Following her return to Australia in 2006, Overington gained a position as senior journalist with the News Limited newspaper The Australian. She covered the AWB scandal, in which AWB Limited (formerly the Australian Wheat Board), owned by the Australian Government, paid $290 million in kickbacks to the regime of Saddam Hussein, in contravention of the United Nations Oil-for-Food Humanitarian Program. Overington's book Kickback: Inside the Australian Wheat Board Scandal, released by Allen & Unwin in 2007, provided an account of the scandal.

During the 2007 federal election campaign, Overington made headlines for her conduct in the Wentworth electorate although no adverse findings against Overington were made. Overington was said to have been involved in an altercation with the Labor candidate George Newhouse, who claimed Overington had "whacked" him, while Overington said she had pushed him away with an open hand. The Australian published an apology to Newhouse from Overington over what as described as "an encounter" in December 2007.

Overington's first novel, Ghost Child was released in 2009 to both literary and popular acclaim. The book was short-listed for the Davitt Prize for Best Adult Crime Novel. Her second novel, I Came To Say Goodbye, was short-listed for Book of the Year and Fiction Book of the Year at the Australian Book Industry Awards in 2010. The novel Matilda is Missing, released in 2011, told the tale of a divorce custody case, through the eyes of a court-appointed psychologist.

In 2014, Overington's book Last Woman Hanged was released, documenting the results of her five-year investigation into the conviction and execution of Louisa Collins in New South Wales in 1889. In the book, Overington claims that Collins, who was tried four times for murder, suffered a miscarriage of justice and may well have been innocent. Overington linked the trial to Australian colonial history and to the early suffragette movement in Australia.

In 2017, Rebel Wilson successfully sued Bauer Media for defamation over eight articles, including one written by Overington, published in Woman's Day. Originally fined $4.6 million AUD, the Bauer Media company successfully reduced the damages on appeal to around $600,000.

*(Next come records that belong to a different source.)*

//! Wishlist commands.

use driphub_core::ProductId;
use driphub_storefront::error::{AppError, Result};
use driphub_storefront::state::AppState;

use super::resolve_product;
use crate::ProductArgs;

pub async fn add(state: &AppState, args: ProductArgs) -> Result<()> {
    let product = resolve_product(state, args).await?;
    state.cart().add_to_wishlist(&product)?;
    println!("Saved {}", product.name);
    Ok(())
}

pub fn remove(state: &AppState, id: &str) -> Result<()> {
    state.cart().remove_from_wishlist(&ProductId::from(id))?;
    println!("Removed {id} from the wishlist");
    Ok(())
}

pub fn move_to_cart(state: &AppState, id: &str) -> Result<()> {
    if !state.cart().move_to_cart(&ProductId::from(id))? {
        return Err(AppError::NotFound(format!("{id} is not in the wishlist")));
    }
    println!("Moved {id} to the cart");
    Ok(())
}

pub fn show(state: &AppState) {
    let cart = state.cart();
    if cart.wishlist().is_empty() {
        println!("Your wishlist is empty");
        return;
    }
    for item in cart.wishlist() {
        println!("{:<32} {:>10}  [{}]", item.name, item.price.display(), item.id);
    }
    println!("{} saved item(s)", cart.wishlist_count());
}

Her book, Missing William Tyrrell (2020), concerns the real-life case of William Tyrrell, who disappeared from Kendall on the Mid North Coast of New South Wales in 2014. Overington has said she wrote the book because "now is not the time to give up" looking for him. The book was inspired by a 9-part Australian crime podcast called Nowhere Child she hosted on the Tyrrell case, produced by The Australian, that aired from July to September 2019.

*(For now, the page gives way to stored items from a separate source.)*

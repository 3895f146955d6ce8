//! Newtype IDs for type-safe entity references.
//!
//! Use the `define_id!` macro to create type-safe ID wrappers that prevent
//! accidentally mixing IDs from different entity types.
//!
//! The REST backend and previously persisted cart data use both JSON strings
//! and JSON integers for identifiers, so every ID accepts either on input and
//! is always written back as a string.

use core::fmt;

use serde::de::{self, Visitor};

/// Macro to define a type-safe ID wrapper.
///
/// Creates a newtype wrapper around `String` with:
/// - `Serialize` as a plain string, `Deserialize` from a string or an integer
/// - `Debug`, `Clone`, `PartialEq`, `Eq`, `Hash`, `PartialOrd`, `Ord`
/// - Conversion methods: `new()`, `as_str()`, `into_inner()`
/// - `From<String>`, `From<&str>`, `From<i64>` and `Into<String>` implementations
///
/// # Example
///
/// ```rust
/// # use driphub_core::define_id;
/// define_id!(UserId);
/// define_id!(OrderId);
///
/// let user_id = UserId::new("1");
/// let order_id = OrderId::new("1");
///
/// // These are different types, so this won't compile:
/// // let _: UserId = order_id;
/// ```
#[macro_export]
macro_rules! define_id {
    ($name:ident) => {
        #[derive(Debug, Clone, PartialEq, Eq, Hash, PartialOrd, Ord, ::serde::Serialize)]
        #[serde(transparent)]
        pub struct $name(String);

        impl $name {
            /// Create a new ID from any string-like value.
            #[must_use]
            pub fn new(id: impl Into<String>) -> Self {
                Self(id.into())
            }

            /// Get the underlying identifier.
            #[must_use]
            pub fn as_str(&self) -> &str {
                &self.0
            }

            /// Consume the ID and return the underlying string.
            #[must_use]
            pub fn into_inner(self) -> String {
                self.0
            }
        }

        impl ::core::fmt::Display for $name {
            fn fmt(&self, f: &mut ::core::fmt::Formatter<'_>) -> ::core::fmt::Result {
                f.write_str(&self.0)
            }
        }

        impl From<String> for $name {
            fn from(id: String) -> Self {
                Self(id)
            }
        }

        impl From<&str> for $name {
            fn from(id: &str) -> Self {
                Self(id.to_owned())
            }
        }

        impl From<i64> for $name {
            fn from(id: i64) -> Self {
                Self(id.to_string())
            }
        }

        impl From<$name> for String {
            fn from(id: $name) -> Self {
                id.0
            }
        }

        impl AsRef<str> for $name {
            fn as_ref(&self) -> &str {
                &self.0
            }
        }

        impl<'de> ::serde::Deserialize<'de> for $name {
            fn deserialize<D>(deserializer: D) -> ::core::result::Result<Self, D::Error>
            where
                D: ::serde::Deserializer<'de>,
            {
                deserializer
                    .deserialize_any($crate::types::id::IdVisitor)
                    .map(Self)
            }
        }
    };
}

/// Visitor accepting either a JSON string or a JSON integer as an identifier.
#[doc(hidden)]
pub struct IdVisitor;

impl Visitor<'_> for IdVisitor {
    type Value = String;

    fn expecting(&self, f: &mut fmt::Formatter<'_>) -> fmt::Result {
        f.write_str("a string or integer identifier")
    }

    fn visit_str<E: de::Error>(self, v: &str) -> Result<Self::Value, E> {
        if v.is_empty() {
            return Err(E::custom("identifier cannot be empty"));
        }
        Ok(v.to_owned())
    }

    fn visit_string<E: de::Error>(self, v: String) -> Result<Self::Value, E> {
        if v.is_empty() {
            return Err(E::custom("identifier cannot be empty"));
        }
        Ok(v)
    }

    fn visit_i64<E: de::Error>(self, v: i64) -> Result<Self::Value, E> {
        Ok(v.to_string())
    }

    fn visit_u64<E: de::Error>(self, v: u64) -> Result<Self::Value, E> {
        Ok(v.to_string())
    }
}

// Define standard entity IDs
define_id!(ProductId);
define_id!(UserId);
define_id!(CategoryId);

In 2021, she was appointed literary editor at The Australian newspaper.

In 2022 Overington hosted three true crime documentaries for the Seven network: The Disappearance of William Tyrrell, Granny Killer: The Unsolved Murders and Murder in the Goldfields.

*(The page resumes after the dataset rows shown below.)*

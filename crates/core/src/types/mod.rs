//! Core types for DripHub.
//!
//! This module provides type-safe wrappers for common domain concepts.

pub mod email;
pub mod id;
pub mod line_item;
pub mod price;
pub mod product;
pub mod user;

pub use email::{Email, EmailError};
pub use id::*;
pub use line_item::{CartItem, WishlistItem};
pub use price::{CurrencyCode, Price, PriceError};
pub use product::{Category, Product};
pub use user::UserProfile;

She has been a judge of The Vogel award for literature (2019); the Prime Minister's Literary Awards (2023), and The Australian Fiction Prize(2024).

== Personal life ==
Overington has homes in Bondi, Australia and Santa Monica, California.

== Awards and prizes ==
- 2004 – Joint winner of the Walkley Award for Investigative Journalism for the Norma Khouri Investigation
- 2006 – Awarded the second annual Sir Keith Murdoch Award for Journalism
- 2007 – Winner of the Walkley Award for Investigative Journalism for coverage of the AWB Kickback Scandal
- 2008 – Winner of the Blake Dawson Waldron Prize for Business Literature
- 2015 – Winner of the Davitt (Non-Fiction) Award for Crime Writing

==Works==

===Non-fiction===
- "Only in New York: How I took Manhattan (With the Kids)" (2006)
- "Kickback: Inside the Australian Wheat Board Scandal" (2007)
- "Last Woman Hanged" (2014)
- "Missing William Tyrrell" (2020)

===Fiction===
- "Ghost Child" (2009)
- "I Came to Say Goodbye" (2010)
- "Matilda is Missing" (2011)
- "Sisters of Mercy" (2012)
- "No Place Like Home" (2013)
- "Can You Keep a Secret?" (2014)
- "The One Who Got Away" (2016)
- The Lucky One. HarperCollins. 2017. ISBN 9780732299767.
- "The Ones You Can Trust" (2018)
- One Chance. Audible Originals. 2021.
- The Cuckoo's Cry. HarperCollins. 2021. ISBN 9781460760499
- Looking for Eden. Audible Originals. 2023.